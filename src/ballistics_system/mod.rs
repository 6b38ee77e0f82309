pub mod results;
pub mod settings;
pub mod simulation;
pub mod solver;
use std::f64::consts::PI;
use std::sync::Arc;

use super::propellant::Propellant;
use crate::errors::{SimulationError, SimulationResult};

#[derive(Debug, Clone, Copy, PartialEq, Eq)]
pub enum GrainKind {
    CylindricalCore,
}

/// Port shape extruded through the length of a grain.
#[derive(Debug, Clone, PartialEq)]
pub enum GrainGeometry {
    /// BATES segment: a concentric cylindrical core.
    CylindricalCore { core_diameter: f64 },
}

/// A cylindrical propellant segment. All lengths in inches.
#[derive(Debug, Clone)]
pub struct Grain {
    pub diameter: f64,
    pub length: f64,
    pub burning_faces: f64, // two is typical, zero when both ends are inhibited
    pub propellant: Arc<Propellant>,
    pub burn_rate: f64, // last applied regression rate, in/s
    pub geometry: GrainGeometry,
}

impl Grain {
    pub fn cylindrical_core(
        diameter: f64,
        length: f64,
        burning_faces: f64,
        core_diameter: f64,
        propellant: Arc<Propellant>,
    ) -> SimulationResult<Self> {
        if !(core_diameter >= 0.0 && core_diameter < diameter) {
            return Err(SimulationError::Configuration(format!(
                "core diameter {} must be non-negative and smaller than grain diameter {}",
                core_diameter, diameter
            )));
        }

        let grain = Grain {
            diameter,
            length,
            burning_faces,
            propellant,
            burn_rate: 0.0,
            geometry: GrainGeometry::CylindricalCore { core_diameter },
        };
        grain.validate()?;
        Ok(grain)
    }

    pub fn validate(&self) -> SimulationResult<()> {
        if !(self.diameter > 0.0) || !(self.length > 0.0) {
            return Err(SimulationError::Configuration(format!(
                "grain diameter ({}) and length ({}) must be positive",
                self.diameter, self.length
            )));
        }
        if !(self.burning_faces >= 0.0) {
            return Err(SimulationError::Configuration(format!(
                "burning face count {} cannot be negative",
                self.burning_faces
            )));
        }
        self.propellant.validate()
    }

    pub fn kind(&self) -> GrainKind {
        match self.geometry {
            GrainGeometry::CylindricalCore { .. } => GrainKind::CylindricalCore,
        }
    }

    pub fn core_diameter(&self) -> f64 {
        match self.geometry {
            GrainGeometry::CylindricalCore { core_diameter } => core_diameter,
        }
    }

    pub fn get_port_area(&self) -> f64 {
        match self.geometry {
            GrainGeometry::CylindricalCore { core_diameter } => (core_diameter / 2.0).powi(2) * PI,
        }
    }

    /// Uninhibited burning surface, in²: the core wall plus one annulus per burning face.
    pub fn get_burning_area(&self) -> f64 {
        match self.geometry {
            GrainGeometry::CylindricalCore { core_diameter } => {
                let core_area = PI * core_diameter * self.length;
                core_area + self.burning_faces * self.face_area()
            }
        }
    }

    /// Burning surface lying within `depth` inches of the grain's upstream end.
    ///
    /// Counts the port wall up to `depth` and the upstream face when at least
    /// one face burns. `depth` is clamped to the grain length.
    pub fn get_upstream_burning_area(&self, depth: f64) -> f64 {
        if depth <= 0.0 {
            return 0.0;
        }
        if depth >= self.length {
            return self.get_burning_area();
        }

        match self.geometry {
            GrainGeometry::CylindricalCore { core_diameter } => {
                let upstream_faces = self.burning_faces.min(1.0);
                PI * core_diameter * depth + upstream_faces * self.face_area()
            }
        }
    }

    pub fn get_volume(&self) -> f64 {
        let grain_volume = (self.diameter / 2.0).powi(2) * PI * self.length;
        let port_volume = self.get_port_area() * self.length;
        grain_volume - port_volume
    }

    pub fn get_mass(&self) -> f64 {
        self.get_volume() * self.propellant.rho
    }

    /// Mass generation rate, lb/s, at the last applied burn rate.
    pub fn get_mass_flow(&self) -> f64 {
        self.get_burning_area() * self.propellant.rho * self.burn_rate
    }

    /// Regresses the grain at `burn_rate` (in/s) for `time_step` seconds.
    /// Returns false without touching the grain if it is already burned out.
    pub fn regress(&mut self, burn_rate: f64, time_step: f64) -> bool {
        if self.is_burned_out() {
            return false;
        }
        self.burn_rate = burn_rate;

        let burn_distance = burn_rate * time_step;
        match &mut self.geometry {
            GrainGeometry::CylindricalCore { core_diameter } => {
                *core_diameter += 2.0 * burn_distance;
            }
        }
        self.length = (self.length - self.burning_faces * burn_distance).max(0.0);
        true
    }

    pub fn is_burned_out(&self) -> bool {
        match self.geometry {
            GrainGeometry::CylindricalCore { core_diameter } => {
                core_diameter >= self.diameter || self.length <= 0.0
            }
        }
    }

    fn face_area(&self) -> f64 {
        0.25 * PI * (self.diameter.powi(2) - self.core_diameter().powi(2))
    }
}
---
> _Task_
Take from the listing above each line that contains the string "derive".

> _Result of the task_
#[derive(Debug, Clone, Copy, PartialEq, Eq)]
#[derive(Debug, Clone, PartialEq)]
#[derive(Debug, Clone)]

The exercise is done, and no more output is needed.